_Exercise requirements_.
Return, from the listing below, each line where the word "TranslateError" appears.
[Start of Attachment]
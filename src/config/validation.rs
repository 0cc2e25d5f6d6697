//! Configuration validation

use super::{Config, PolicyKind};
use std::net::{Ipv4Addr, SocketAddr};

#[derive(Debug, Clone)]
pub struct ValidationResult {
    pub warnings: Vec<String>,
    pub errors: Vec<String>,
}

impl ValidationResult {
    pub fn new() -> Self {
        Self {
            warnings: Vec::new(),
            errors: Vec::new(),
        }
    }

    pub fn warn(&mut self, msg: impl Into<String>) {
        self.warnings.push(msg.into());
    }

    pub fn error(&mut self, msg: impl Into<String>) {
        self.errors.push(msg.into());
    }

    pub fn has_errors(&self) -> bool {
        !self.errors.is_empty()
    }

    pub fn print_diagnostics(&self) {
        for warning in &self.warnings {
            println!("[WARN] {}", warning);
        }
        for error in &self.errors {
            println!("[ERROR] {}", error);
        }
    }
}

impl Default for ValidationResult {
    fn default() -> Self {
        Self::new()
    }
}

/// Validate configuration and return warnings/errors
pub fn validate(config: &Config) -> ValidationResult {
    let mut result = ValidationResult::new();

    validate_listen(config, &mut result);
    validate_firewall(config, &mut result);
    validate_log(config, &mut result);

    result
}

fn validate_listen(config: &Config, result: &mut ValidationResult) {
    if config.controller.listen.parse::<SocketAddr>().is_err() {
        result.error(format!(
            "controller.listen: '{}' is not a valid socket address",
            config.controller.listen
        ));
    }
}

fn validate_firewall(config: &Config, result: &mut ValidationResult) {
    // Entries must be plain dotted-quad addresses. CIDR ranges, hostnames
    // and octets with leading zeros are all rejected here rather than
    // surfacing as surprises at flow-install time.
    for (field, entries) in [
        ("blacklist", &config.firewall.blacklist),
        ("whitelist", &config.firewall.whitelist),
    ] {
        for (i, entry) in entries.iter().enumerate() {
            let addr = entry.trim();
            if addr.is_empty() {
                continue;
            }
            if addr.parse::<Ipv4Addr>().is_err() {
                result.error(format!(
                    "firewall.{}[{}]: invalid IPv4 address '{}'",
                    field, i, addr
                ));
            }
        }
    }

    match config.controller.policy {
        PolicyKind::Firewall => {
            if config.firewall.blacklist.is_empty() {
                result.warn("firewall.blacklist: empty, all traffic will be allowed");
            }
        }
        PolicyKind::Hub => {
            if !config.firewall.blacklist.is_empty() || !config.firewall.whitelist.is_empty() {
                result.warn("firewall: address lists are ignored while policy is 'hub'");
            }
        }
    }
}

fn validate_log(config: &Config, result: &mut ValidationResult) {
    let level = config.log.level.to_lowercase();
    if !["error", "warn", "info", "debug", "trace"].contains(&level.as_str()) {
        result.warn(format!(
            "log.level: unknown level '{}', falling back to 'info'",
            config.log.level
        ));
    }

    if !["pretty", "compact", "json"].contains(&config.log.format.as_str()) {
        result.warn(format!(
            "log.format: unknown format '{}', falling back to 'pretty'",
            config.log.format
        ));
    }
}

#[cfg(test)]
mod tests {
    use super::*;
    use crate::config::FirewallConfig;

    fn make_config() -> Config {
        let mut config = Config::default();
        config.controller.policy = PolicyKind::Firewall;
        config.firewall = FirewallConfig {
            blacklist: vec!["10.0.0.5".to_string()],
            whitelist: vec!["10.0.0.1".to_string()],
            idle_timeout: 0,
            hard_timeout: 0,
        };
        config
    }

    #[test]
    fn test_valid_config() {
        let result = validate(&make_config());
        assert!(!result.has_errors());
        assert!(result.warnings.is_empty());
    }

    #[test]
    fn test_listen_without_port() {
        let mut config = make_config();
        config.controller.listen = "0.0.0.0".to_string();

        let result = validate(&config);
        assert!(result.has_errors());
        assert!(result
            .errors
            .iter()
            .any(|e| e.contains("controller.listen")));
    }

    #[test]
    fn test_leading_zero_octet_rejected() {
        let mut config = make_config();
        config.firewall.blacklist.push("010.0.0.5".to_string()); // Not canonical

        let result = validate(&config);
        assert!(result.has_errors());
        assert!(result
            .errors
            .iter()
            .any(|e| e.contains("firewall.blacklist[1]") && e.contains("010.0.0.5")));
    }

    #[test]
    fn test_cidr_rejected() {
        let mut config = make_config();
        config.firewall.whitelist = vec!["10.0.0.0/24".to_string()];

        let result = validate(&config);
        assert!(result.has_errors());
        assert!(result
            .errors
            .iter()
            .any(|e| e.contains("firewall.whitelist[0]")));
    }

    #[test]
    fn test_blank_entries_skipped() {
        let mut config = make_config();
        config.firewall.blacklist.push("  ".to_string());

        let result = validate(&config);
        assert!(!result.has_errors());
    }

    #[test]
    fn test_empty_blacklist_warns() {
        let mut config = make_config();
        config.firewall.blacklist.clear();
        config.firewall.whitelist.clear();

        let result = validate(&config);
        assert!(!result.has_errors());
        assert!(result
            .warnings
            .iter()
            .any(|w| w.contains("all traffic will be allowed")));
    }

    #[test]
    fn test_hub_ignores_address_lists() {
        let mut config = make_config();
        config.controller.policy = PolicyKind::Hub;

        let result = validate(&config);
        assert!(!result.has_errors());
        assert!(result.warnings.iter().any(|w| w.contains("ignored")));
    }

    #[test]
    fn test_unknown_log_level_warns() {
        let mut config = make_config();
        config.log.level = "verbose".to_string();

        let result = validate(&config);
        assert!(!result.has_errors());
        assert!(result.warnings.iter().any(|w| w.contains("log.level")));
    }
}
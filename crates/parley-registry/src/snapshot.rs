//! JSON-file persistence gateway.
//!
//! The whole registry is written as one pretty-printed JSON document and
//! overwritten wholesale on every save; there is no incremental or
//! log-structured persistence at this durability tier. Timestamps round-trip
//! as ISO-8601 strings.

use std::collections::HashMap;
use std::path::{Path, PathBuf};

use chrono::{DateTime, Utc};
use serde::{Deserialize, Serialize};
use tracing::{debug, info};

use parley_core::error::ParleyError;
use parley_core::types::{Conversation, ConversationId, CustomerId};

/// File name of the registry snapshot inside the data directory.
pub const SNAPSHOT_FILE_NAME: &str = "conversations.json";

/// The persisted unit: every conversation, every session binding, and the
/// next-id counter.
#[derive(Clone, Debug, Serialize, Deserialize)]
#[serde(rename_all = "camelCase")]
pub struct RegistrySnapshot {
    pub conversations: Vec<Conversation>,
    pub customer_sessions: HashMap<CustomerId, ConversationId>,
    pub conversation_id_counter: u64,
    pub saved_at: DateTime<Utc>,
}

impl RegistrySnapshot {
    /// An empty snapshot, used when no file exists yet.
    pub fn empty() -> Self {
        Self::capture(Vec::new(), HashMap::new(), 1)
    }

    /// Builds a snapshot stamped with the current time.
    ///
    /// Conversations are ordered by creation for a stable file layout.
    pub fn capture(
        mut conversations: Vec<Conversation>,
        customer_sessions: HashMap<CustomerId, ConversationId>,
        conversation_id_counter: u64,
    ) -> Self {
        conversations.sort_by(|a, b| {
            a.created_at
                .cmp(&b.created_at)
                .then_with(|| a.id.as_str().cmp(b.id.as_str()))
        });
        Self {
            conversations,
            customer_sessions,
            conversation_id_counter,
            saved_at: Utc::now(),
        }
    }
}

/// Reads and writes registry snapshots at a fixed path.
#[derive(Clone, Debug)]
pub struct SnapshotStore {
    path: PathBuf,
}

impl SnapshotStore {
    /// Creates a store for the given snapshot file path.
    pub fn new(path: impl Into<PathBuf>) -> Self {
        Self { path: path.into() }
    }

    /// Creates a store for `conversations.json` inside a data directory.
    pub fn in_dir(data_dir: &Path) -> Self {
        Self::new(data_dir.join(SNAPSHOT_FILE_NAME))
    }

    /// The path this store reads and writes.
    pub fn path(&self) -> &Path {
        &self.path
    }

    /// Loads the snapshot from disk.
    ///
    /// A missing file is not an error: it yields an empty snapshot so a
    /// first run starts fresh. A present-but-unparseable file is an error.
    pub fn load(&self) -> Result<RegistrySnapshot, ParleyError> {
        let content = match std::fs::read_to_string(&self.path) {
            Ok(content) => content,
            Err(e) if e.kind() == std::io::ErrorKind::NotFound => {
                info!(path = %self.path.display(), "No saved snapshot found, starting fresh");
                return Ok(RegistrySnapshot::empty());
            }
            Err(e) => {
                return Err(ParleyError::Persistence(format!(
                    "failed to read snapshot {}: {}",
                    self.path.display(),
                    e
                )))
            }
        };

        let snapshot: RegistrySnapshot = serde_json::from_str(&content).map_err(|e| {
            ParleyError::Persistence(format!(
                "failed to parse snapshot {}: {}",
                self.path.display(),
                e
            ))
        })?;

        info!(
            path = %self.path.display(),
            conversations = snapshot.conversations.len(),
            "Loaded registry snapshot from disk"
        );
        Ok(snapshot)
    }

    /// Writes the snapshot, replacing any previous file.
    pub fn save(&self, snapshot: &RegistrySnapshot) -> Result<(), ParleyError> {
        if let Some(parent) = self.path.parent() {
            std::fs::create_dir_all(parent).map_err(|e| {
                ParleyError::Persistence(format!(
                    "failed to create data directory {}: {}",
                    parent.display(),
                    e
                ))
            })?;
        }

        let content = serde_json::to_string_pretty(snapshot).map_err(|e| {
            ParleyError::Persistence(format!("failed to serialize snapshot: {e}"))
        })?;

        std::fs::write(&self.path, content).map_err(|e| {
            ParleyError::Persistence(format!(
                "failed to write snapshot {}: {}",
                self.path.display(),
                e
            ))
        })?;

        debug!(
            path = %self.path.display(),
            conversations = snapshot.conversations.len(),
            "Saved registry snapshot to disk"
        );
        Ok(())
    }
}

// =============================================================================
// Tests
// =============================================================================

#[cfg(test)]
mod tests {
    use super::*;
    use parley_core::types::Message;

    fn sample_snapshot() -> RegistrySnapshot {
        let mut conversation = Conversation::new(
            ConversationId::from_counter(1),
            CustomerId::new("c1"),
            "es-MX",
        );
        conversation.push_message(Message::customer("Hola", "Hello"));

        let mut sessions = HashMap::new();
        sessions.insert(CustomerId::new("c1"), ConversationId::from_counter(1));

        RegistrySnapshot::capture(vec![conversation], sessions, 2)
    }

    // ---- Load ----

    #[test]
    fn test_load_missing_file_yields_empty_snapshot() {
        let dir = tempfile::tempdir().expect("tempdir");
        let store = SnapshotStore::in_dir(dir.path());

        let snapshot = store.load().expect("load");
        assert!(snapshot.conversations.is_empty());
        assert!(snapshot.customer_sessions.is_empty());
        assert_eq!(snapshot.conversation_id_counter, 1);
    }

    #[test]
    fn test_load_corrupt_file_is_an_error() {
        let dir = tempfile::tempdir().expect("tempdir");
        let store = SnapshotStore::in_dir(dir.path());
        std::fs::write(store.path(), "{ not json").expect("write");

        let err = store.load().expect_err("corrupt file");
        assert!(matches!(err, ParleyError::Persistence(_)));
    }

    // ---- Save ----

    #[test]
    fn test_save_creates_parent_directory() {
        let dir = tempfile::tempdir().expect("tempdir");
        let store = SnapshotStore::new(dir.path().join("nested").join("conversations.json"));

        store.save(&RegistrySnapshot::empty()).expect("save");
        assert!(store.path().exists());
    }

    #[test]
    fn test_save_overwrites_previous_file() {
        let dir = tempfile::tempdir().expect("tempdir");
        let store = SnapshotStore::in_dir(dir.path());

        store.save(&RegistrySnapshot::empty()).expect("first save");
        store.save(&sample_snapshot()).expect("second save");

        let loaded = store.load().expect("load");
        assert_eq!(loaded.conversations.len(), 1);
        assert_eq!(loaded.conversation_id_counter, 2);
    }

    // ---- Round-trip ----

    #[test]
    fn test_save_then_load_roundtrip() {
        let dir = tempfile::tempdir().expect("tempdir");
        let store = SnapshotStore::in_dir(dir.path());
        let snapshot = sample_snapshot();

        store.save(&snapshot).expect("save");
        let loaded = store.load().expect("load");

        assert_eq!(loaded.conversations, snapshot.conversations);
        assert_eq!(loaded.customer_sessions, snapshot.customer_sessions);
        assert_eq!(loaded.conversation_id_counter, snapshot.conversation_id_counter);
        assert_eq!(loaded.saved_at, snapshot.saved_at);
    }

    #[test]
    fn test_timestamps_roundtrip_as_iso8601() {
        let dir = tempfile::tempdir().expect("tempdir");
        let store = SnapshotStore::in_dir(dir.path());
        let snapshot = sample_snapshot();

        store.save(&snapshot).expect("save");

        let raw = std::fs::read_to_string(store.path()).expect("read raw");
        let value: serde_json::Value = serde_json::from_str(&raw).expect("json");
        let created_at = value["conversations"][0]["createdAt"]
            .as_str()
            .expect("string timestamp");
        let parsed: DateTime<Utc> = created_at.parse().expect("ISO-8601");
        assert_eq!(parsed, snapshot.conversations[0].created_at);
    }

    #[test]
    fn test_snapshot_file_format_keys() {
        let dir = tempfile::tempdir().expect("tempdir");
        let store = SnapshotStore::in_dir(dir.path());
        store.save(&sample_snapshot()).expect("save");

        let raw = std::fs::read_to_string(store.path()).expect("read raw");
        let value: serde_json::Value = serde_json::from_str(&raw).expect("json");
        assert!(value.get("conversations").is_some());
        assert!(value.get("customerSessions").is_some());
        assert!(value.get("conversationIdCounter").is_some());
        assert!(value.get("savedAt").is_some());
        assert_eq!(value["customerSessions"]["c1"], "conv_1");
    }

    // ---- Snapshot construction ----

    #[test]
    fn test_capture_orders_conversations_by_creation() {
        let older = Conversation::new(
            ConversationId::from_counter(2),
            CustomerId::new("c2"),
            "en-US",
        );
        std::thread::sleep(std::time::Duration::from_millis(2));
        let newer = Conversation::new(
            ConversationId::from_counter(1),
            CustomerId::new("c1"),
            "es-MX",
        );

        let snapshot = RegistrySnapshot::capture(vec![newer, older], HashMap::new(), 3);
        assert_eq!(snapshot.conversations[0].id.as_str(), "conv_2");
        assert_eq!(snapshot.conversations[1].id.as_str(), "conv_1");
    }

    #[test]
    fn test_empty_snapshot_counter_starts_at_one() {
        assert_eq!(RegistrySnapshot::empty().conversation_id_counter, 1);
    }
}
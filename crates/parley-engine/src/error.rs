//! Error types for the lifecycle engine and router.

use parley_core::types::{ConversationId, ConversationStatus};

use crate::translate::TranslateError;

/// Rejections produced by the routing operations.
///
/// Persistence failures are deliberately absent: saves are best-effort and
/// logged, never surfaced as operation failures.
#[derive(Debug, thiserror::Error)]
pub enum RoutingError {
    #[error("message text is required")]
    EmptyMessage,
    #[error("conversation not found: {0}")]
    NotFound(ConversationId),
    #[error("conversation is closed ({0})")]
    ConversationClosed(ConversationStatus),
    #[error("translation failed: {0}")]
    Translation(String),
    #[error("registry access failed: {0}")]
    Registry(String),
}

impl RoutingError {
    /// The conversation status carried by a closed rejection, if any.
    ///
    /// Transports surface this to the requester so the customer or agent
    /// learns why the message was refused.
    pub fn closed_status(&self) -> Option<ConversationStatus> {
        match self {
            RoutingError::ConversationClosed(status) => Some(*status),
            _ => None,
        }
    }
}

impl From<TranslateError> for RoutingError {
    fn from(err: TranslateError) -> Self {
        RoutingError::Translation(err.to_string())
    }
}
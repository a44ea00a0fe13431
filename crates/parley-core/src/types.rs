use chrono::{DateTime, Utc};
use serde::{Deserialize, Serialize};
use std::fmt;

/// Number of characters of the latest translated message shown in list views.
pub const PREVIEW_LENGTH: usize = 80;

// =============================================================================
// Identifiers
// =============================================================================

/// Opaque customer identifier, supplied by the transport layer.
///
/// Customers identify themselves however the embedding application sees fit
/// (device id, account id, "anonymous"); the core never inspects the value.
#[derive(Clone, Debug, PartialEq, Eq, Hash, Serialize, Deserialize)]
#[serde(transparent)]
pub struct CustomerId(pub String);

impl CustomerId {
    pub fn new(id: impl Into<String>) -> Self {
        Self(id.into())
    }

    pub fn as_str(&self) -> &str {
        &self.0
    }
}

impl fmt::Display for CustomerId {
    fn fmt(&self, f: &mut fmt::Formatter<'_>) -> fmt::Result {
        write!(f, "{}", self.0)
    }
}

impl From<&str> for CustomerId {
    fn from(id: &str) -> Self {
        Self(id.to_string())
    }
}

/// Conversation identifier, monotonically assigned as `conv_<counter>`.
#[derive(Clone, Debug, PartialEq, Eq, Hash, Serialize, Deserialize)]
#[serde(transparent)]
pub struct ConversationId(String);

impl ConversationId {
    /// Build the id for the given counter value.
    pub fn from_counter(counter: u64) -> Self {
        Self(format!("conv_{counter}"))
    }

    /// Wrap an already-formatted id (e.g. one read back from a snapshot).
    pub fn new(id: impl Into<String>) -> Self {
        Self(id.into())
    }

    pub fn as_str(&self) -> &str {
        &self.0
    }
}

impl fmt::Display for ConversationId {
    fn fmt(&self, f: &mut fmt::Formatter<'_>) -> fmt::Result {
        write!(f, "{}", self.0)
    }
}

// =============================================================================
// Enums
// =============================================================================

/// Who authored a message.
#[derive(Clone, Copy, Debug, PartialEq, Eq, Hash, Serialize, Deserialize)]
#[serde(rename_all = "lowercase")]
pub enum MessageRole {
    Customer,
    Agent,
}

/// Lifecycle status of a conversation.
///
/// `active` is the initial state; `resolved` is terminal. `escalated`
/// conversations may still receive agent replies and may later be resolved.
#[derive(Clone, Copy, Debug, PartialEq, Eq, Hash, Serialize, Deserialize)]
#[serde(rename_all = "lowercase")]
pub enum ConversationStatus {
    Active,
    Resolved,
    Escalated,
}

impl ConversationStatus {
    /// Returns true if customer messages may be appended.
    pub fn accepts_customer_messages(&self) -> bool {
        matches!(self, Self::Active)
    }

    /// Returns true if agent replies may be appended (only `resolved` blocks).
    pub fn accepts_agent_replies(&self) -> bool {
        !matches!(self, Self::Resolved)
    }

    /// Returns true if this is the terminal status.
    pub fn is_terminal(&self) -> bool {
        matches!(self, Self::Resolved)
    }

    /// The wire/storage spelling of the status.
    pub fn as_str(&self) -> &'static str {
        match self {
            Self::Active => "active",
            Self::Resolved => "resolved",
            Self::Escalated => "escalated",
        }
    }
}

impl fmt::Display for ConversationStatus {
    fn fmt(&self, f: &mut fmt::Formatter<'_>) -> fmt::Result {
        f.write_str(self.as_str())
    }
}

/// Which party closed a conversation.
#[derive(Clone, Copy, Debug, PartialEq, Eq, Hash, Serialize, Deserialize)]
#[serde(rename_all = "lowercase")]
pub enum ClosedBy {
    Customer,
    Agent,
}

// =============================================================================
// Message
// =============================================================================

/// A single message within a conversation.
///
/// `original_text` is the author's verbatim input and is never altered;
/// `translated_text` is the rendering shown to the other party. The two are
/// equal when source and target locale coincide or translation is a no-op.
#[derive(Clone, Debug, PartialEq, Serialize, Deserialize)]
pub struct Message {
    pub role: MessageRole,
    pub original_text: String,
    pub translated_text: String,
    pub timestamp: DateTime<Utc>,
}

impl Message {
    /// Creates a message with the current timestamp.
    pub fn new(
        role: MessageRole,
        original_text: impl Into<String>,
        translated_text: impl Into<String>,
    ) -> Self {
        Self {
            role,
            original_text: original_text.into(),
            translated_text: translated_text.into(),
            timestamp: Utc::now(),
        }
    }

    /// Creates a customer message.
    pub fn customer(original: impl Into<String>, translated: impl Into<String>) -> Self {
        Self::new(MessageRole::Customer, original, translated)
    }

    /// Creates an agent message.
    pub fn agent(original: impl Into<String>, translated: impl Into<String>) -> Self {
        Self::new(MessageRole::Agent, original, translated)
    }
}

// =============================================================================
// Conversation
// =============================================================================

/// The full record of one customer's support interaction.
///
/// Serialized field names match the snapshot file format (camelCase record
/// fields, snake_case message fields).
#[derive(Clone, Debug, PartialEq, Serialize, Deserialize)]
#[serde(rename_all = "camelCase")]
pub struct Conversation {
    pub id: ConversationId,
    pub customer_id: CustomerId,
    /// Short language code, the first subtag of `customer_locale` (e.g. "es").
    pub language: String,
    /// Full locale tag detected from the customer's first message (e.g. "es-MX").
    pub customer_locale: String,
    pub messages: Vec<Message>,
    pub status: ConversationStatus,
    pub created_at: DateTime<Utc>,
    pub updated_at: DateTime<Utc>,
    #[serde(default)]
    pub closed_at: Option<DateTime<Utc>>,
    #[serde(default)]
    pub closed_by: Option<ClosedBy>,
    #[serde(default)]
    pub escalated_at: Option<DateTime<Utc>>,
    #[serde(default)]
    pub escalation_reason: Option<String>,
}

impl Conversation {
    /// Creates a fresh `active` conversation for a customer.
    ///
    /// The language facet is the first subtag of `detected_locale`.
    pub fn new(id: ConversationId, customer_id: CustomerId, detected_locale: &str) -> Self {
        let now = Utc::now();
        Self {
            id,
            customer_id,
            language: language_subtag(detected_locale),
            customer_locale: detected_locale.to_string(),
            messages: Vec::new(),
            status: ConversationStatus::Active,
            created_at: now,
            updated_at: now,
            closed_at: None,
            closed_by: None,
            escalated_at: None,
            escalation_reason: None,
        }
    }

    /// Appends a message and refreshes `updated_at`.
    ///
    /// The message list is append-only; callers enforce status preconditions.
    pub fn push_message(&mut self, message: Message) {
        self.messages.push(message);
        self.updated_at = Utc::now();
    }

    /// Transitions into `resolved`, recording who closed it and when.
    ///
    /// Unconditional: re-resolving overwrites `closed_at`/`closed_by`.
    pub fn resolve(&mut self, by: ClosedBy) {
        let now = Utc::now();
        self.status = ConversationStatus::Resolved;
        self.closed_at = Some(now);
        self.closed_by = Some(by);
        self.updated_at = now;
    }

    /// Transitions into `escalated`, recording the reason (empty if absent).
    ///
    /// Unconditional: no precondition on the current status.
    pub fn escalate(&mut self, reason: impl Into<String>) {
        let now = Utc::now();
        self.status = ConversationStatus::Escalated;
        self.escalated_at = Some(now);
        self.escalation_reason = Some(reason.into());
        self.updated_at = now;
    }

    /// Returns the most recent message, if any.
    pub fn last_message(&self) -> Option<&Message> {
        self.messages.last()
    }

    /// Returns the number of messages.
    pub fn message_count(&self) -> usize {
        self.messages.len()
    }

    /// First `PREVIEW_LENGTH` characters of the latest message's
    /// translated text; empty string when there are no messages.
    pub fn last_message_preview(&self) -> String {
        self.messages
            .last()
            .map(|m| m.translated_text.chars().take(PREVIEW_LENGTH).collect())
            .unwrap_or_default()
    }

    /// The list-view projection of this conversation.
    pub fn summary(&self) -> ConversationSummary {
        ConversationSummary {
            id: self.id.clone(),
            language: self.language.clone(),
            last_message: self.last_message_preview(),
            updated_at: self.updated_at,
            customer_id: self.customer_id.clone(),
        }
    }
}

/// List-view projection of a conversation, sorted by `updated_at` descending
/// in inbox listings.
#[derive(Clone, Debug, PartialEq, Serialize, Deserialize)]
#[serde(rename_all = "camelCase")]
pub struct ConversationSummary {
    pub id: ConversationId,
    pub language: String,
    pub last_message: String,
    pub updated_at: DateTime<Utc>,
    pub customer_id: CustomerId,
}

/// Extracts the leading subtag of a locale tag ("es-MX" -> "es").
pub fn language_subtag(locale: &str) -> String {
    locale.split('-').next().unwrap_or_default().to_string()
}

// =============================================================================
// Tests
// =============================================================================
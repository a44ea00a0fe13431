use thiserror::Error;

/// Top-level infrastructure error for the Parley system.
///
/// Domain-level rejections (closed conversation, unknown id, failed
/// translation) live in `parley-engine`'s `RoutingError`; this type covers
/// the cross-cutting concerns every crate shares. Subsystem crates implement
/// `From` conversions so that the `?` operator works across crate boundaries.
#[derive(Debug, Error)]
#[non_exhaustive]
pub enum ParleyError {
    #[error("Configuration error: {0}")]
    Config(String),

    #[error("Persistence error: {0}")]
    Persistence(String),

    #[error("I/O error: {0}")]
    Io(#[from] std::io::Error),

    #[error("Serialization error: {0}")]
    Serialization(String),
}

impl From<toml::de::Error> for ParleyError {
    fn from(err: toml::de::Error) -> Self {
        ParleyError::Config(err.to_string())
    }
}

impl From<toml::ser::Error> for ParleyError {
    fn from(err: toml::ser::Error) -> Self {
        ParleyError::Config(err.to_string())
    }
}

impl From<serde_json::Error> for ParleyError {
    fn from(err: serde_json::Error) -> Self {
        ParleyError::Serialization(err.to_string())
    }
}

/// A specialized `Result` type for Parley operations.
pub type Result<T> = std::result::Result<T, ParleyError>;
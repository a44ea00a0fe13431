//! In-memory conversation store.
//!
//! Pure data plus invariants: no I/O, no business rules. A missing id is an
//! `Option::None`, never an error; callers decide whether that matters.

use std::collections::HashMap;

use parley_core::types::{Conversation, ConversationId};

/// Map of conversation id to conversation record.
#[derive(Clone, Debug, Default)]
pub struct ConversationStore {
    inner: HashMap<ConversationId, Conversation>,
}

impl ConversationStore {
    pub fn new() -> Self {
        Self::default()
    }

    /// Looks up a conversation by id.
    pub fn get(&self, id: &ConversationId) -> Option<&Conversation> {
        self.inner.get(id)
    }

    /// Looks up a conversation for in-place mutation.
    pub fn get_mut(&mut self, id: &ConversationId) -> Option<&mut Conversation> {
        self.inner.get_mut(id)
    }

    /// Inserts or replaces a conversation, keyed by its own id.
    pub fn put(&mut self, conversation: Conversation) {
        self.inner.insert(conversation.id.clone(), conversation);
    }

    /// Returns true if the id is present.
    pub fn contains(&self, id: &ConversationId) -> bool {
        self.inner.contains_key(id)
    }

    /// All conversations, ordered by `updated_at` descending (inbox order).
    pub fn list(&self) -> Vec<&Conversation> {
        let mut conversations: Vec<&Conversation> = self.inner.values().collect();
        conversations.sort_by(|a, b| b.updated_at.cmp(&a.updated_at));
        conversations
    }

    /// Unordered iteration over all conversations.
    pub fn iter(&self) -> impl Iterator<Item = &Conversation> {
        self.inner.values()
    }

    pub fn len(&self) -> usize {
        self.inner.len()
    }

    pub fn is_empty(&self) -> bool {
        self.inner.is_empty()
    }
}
[End of Attachment]
_Answer to this task_.
use crate::translate::TranslateError;
impl From<TranslateError> for RoutingError {
    fn from(err: TranslateError) -> Self {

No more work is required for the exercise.